10 Wollte der Kläger die Abweisung seines Hauptantrags nicht hinnehmen, musste er die Zulassung der Berufung beantragen. Darauf war in der Rechtsmittelbelehrung hingewiesen worden. Wollte er sich jedoch mit dem Urteil des Verwaltungsgerichts zufrieden geben, konnte er nach der auf den Antrag der Beklagten mit Beschluss vom 13. Februar 2007 erfolgten Zulassung der Berufung noch Anschlussberufung einlegen. Mit Schriftsatz vom 12. April 2007 bestellten sich am 16. April 2007 die - ausweislich der vorgelegten Prozessvollmacht spätestens am 31. März 2007 beauftragten - jetzigen Prozessbevollmächtigten des Klägers. Gemäß § 127 Abs. 2 Satz 2 VwGO war eine Anschlussberufung bis zum Ablauf eines Monats nach Zustellung der Berufungsbegründungsschrift zulässig und innerhalb dieser Frist gemäß § 127 Abs. 3 VwGO zu begründen. Die Berufungsbegründungsschrift war dem Kläger am 17. März 2007 zugestellt worden. Es bestand also für die Prozessbevollmächtigten, die sich sogleich nach ihrer Beauftragung selbst über die im damaligen Verfahrensstadium geeigneten und erforderlichen prozessualen Schritte klar zu werden hatten, hinreichend Gelegenheit, noch eine Anschlussberufung einzulegen. Gemäß § 127 Abs. 2 Satz 1 Halbs. 2 VwGO ist die Anschlussberufung auch dann noch zulässig, wenn die Frist für die Einlegung der Berufung oder für die Beschwerde gegen die Nichtzulassung der Berufung verstrichen ist.

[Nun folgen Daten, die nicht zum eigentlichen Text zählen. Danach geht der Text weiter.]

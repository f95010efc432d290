//! Snapshot encoder, the counterpart of [`super::frame_reader`].
//!
//! Produces byte-exact snapshot files for fixtures and diagnostics. Record
//! helpers follow the payload shapes of the chosen version, so the same
//! sequence of calls yields a legacy or a wide file.

use crate::types::snapshot::{Framing, SnapshotVersion};

use super::command_decoder::{
    TAG_NAVIGATION_PRUNED, TAG_SET_PINNED_STATE, TAG_SET_SELECTED_NAVIGATION_INDEX,
    TAG_SET_SELECTED_TAB, TAG_SET_TAB_INDEX_IN_WINDOW, TAG_SET_TAB_WINDOW, TAG_SET_WINDOW_TYPE,
    TAG_TAB_CLOSED, TAG_UPDATE_TAB_NAVIGATION, TAG_WINDOW_CLOSED,
};
use super::frame_reader::SNAPSHOT_MAGIC;

/// Builds a snapshot file in memory.
#[derive(Debug, Clone)]
pub struct SnapshotWriter {
    version: SnapshotVersion,
    saved_at_ms: i64,
    body: Vec<u8>,
}

impl SnapshotWriter {
    pub fn new(version: SnapshotVersion) -> Self {
        Self {
            version,
            saved_at_ms: 0,
            body: Vec::new(),
        }
    }

    /// Sets the header save time. Only wide files store it.
    pub fn saved_at(&mut self, saved_at_ms: i64) -> &mut Self {
        self.saved_at_ms = saved_at_ms;
        self
    }

    /// Appends one framed record.
    ///
    /// Legacy frames hold at most `u16::MAX - 1` payload bytes; longer
    /// payloads are cut to fit.
    pub fn record(&mut self, tag: u8, payload: &[u8]) -> &mut Self {
        match self.version.framing() {
            Framing::Compact => {
                let payload = &payload[..payload.len().min(usize::from(u16::MAX) - 1)];
                let size = (payload.len() + 1) as u16;
                self.body.extend_from_slice(&size.to_le_bytes());
                self.body.push(tag);
                self.body.extend_from_slice(payload);
            }
            Framing::Wide => {
                self.body
                    .extend_from_slice(&(payload.len() as u32).to_le_bytes());
                self.body.push(tag);
                self.body.extend_from_slice(payload);
            }
        }
        self
    }

    fn ints(&mut self, tag: u8, fields: &[i32]) -> &mut Self {
        let payload: Vec<u8> = fields.iter().flat_map(|f| f.to_le_bytes()).collect();
        self.record(tag, &payload)
    }

    pub fn window_created(&mut self, window_id: i32) -> &mut Self {
        // The second field is the window type; 0 is a normal window.
        self.ints(TAG_SET_WINDOW_TYPE, &[window_id, 0])
    }

    pub fn window_closed(&mut self, window_id: i32) -> &mut Self {
        self.closed(TAG_WINDOW_CLOSED, window_id)
    }

    /// Legacy files state the position in a separate record.
    pub fn tab_created(&mut self, window_id: i32, tab_id: i32, index_in_window: i32) -> &mut Self {
        if self.version.is_legacy() {
            self.ints(TAG_SET_TAB_WINDOW, &[window_id, tab_id]);
            self.tab_moved(tab_id, index_in_window)
        } else {
            self.ints(TAG_SET_TAB_WINDOW, &[window_id, tab_id, index_in_window])
        }
    }

    pub fn tab_moved(&mut self, tab_id: i32, index_in_window: i32) -> &mut Self {
        self.ints(TAG_SET_TAB_INDEX_IN_WINDOW, &[tab_id, index_in_window])
    }

    pub fn tab_closed(&mut self, tab_id: i32) -> &mut Self {
        self.closed(TAG_TAB_CLOSED, tab_id)
    }

    pub fn tab_pinned(&mut self, tab_id: i32, pinned: bool) -> &mut Self {
        let mut payload = tab_id.to_le_bytes().to_vec();
        payload.extend_from_slice(&[u8::from(pinned), 0, 0, 0]);
        self.record(TAG_SET_PINNED_STATE, &payload)
    }

    /// Id, padding, then a close time the reader ignores.
    fn closed(&mut self, tag: u8, id: i32) -> &mut Self {
        let mut payload = id.to_le_bytes().to_vec();
        payload.extend_from_slice(&[0; 4]);
        payload.extend_from_slice(&0i64.to_le_bytes());
        self.record(tag, &payload)
    }

    pub fn navigation(&mut self, tab_id: i32, nav_index: i32, url: &str, title: &str) -> &mut Self {
        let mut body = Vec::new();
        body.extend_from_slice(&tab_id.to_le_bytes());
        body.extend_from_slice(&nav_index.to_le_bytes());
        push_string(&mut body, url.as_bytes(), url.len());
        let units: Vec<u8> = title.encode_utf16().flat_map(u16::to_le_bytes).collect();
        push_string(&mut body, &units, units.len() / 2);
        // Page state and transition type, which the reader skips.
        push_string(&mut body, &[], 0);
        body.extend_from_slice(&0i32.to_le_bytes());
        self.pickled(TAG_UPDATE_TAB_NAVIGATION, &body)
    }

    /// Navigation record whose title is given as raw UTF-16 code units.
    pub fn navigation_utf16(
        &mut self,
        tab_id: i32,
        nav_index: i32,
        url: &str,
        title_units: &[u16],
    ) -> &mut Self {
        let mut body = Vec::new();
        body.extend_from_slice(&tab_id.to_le_bytes());
        body.extend_from_slice(&nav_index.to_le_bytes());
        push_string(&mut body, url.as_bytes(), url.len());
        let units: Vec<u8> = title_units.iter().flat_map(|u| u.to_le_bytes()).collect();
        push_string(&mut body, &units, title_units.len());
        self.pickled(TAG_UPDATE_TAB_NAVIGATION, &body)
    }

    fn pickled(&mut self, tag: u8, body: &[u8]) -> &mut Self {
        let mut payload = (body.len() as u32).to_le_bytes().to_vec();
        payload.extend_from_slice(body);
        self.record(tag, &payload)
    }

    pub fn navigation_pruned(&mut self, tab_id: i32, count: i32) -> &mut Self {
        self.ints(TAG_NAVIGATION_PRUNED, &[tab_id, count])
    }

    pub fn active_navigation(&mut self, tab_id: i32, nav_index: i32) -> &mut Self {
        self.ints(TAG_SET_SELECTED_NAVIGATION_INDEX, &[tab_id, nav_index])
    }

    /// Selected tab by id. Legacy readers treat the value as a position.
    pub fn active_tab(&mut self, window_id: i32, tab_id: i32) -> &mut Self {
        self.ints(TAG_SET_SELECTED_TAB, &[window_id, tab_id])
    }

    /// Selected tab by position, the legacy shape.
    pub fn active_tab_index(&mut self, window_id: i32, tab_index: i32) -> &mut Self {
        self.ints(TAG_SET_SELECTED_TAB, &[window_id, tab_index])
    }

    /// Header followed by every record written so far.
    pub fn finish(&self) -> Vec<u8> {
        let mut out = Vec::with_capacity(16 + self.body.len());
        out.extend_from_slice(&SNAPSHOT_MAGIC);
        out.extend_from_slice(&self.version.as_raw().to_le_bytes());
        if self.version.framing() == Framing::Wide {
            out.extend_from_slice(&self.saved_at_ms.to_le_bytes());
        }
        out.extend_from_slice(&self.body);
        out
    }
}

/// Length-prefixed, 4-byte padded pickle string.
fn push_string(body: &mut Vec<u8>, data: &[u8], declared_len: usize) {
    body.extend_from_slice(&(declared_len as i32).to_le_bytes());
    body.extend_from_slice(data);
    let padding = (4 - data.len() % 4) % 4;
    body.extend(std::iter::repeat(0u8).take(padding));
}
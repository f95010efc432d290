//! Netscape bookmark file export.
//!
//! Writes the recovered bookmark tree in the format every major browser's
//! "Import bookmarks from HTML file" accepts.

use std::fs;
use std::path::Path;

use crate::services::markup::escape_html;
use crate::types::bookmark::{BookmarkNode, BookmarkTree};
use crate::types::errors::RenderError;

const HEADER: [&str; 8] = [
    "<!DOCTYPE NETSCAPE-Bookmark-file-1>",
    "<!-- This is an automatically generated file.",
    "     It will be read and overwritten.",
    "     DO NOT EDIT! -->",
    "<META HTTP-EQUIV=\"Content-Type\" CONTENT=\"text/html; charset=UTF-8\">",
    "<TITLE>Bookmarks</TITLE>",
    "<H1>Bookmarks</H1>",
    "<DL><p>",
];

/// Renders `tree` as a Netscape bookmark file.
pub fn render_netscape(tree: &BookmarkTree) -> String {
    let mut lines: Vec<String> = HEADER.iter().map(|l| l.to_string()).collect();
    for root in &tree.roots {
        write_node(root, 1, &mut lines);
    }
    lines.push("</DL><p>".to_string());
    lines.join("\n")
}

/// Writes the export to `path`.
pub fn write_netscape(path: &Path, tree: &BookmarkTree) -> Result<(), RenderError> {
    fs::write(path, render_netscape(tree))
        .map_err(|e| RenderError::IoError(format!("{}: {}", path.display(), e)))?;
    tracing::info!(
        path = %path.display(),
        bookmarks = tree.bookmark_count(),
        "wrote bookmark export"
    );
    Ok(())
}

fn write_node(node: &BookmarkNode, indent: usize, lines: &mut Vec<String>) {
    let prefix = "    ".repeat(indent);
    match node {
        BookmarkNode::Folder { name, children } => {
            lines.push(format!("{}<DT><H3>{}</H3>", prefix, escape_html(name)));
            lines.push(format!("{}<DL><p>", prefix));
            for child in children {
                write_node(child, indent + 1, lines);
            }
            lines.push(format!("{}</DL><p>", prefix));
        }
        BookmarkNode::Url { name, url } => {
            lines.push(format!(
                "{}<DT><A HREF=\"{}\">{}</A>",
                prefix,
                escape_html(url),
                escape_html(name)
            ));
        }
    }
}
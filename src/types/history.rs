use chrono::{DateTime, Utc};
use serde::{Deserialize, Serialize};

/// Represents a single row of the profile's browsing history.
#[derive(Debug, Clone, Serialize, Deserialize, PartialEq)]
pub struct HistoryEntry {
    pub url: String,
    pub title: String,
    /// `None` when the stored timestamp cannot be represented.
    pub last_visit: Option<DateTime<Utc>>,
    pub visit_count: i64,
}

impl HistoryEntry {
    /// Formats the visit time for display, or `Unknown`.
    pub fn visit_time_display(&self) -> String {
        match self.last_visit {
            Some(ts) => ts.format("%Y-%m-%d %H:%M:%S").to_string(),
            None => "Unknown".to_string(),
        }
    }
}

Nicht entschieden werden muss die Frage, ob über die Frist des § 127 Abs. 2 Satz 2, Abs. 3 VwGO belehrt werden muss. Bejaht man dies, so hätte der seit 31. März 2007 anwaltlich vertretene Kläger die Jahresfrist des § 58 Abs. 2 VwGO ohne gesonderten gerichtlichen Hinweis zur Einlegung der Anschlussberufung nutzen können und müssen. Verneint man dies, so kann in dem unterbliebenen gerichtlichen Hinweis kein Verfahrensmangel liegen. Überdies spricht gegen eine Pflicht zur Belehrung über die Frist des § 127 Abs. 2 Satz 2, Abs. 3 VwGO, dass die Anschlussberufung kein selbstständiges Rechtsmittel ist, sondern sich letztlich als Antragstellung innerhalb einer fremden Berufung darstellt (Urteil vom 11. Juli 2007 - BVerwG 9 C 1.07 - Buchholz 445.20 Wasserverbandsrecht Nr. 1 Rn. 13).

11 2. Der Antrag des Klägers auf Bewilligung von Prozesskostenhilfe für das Verfahren vor dem Bundesverwaltungsgericht ist abzulehnen, weil die beabsichtigte Rechtsverfolgung aus den oben genannten Gründen keine hinreichende Aussicht auf Erfolg bietet (§ 166 VwGO i.V.m. §§ 114, 121 Abs. 1 ZPO).

12 3. Die Entscheidung über die Kosten folgt aus § 154 Abs. 2 VwGO. Die Festsetzung des Wertes des Streitgegenstandes beruht auf §§ 47, 52 Abs. 2 GKG.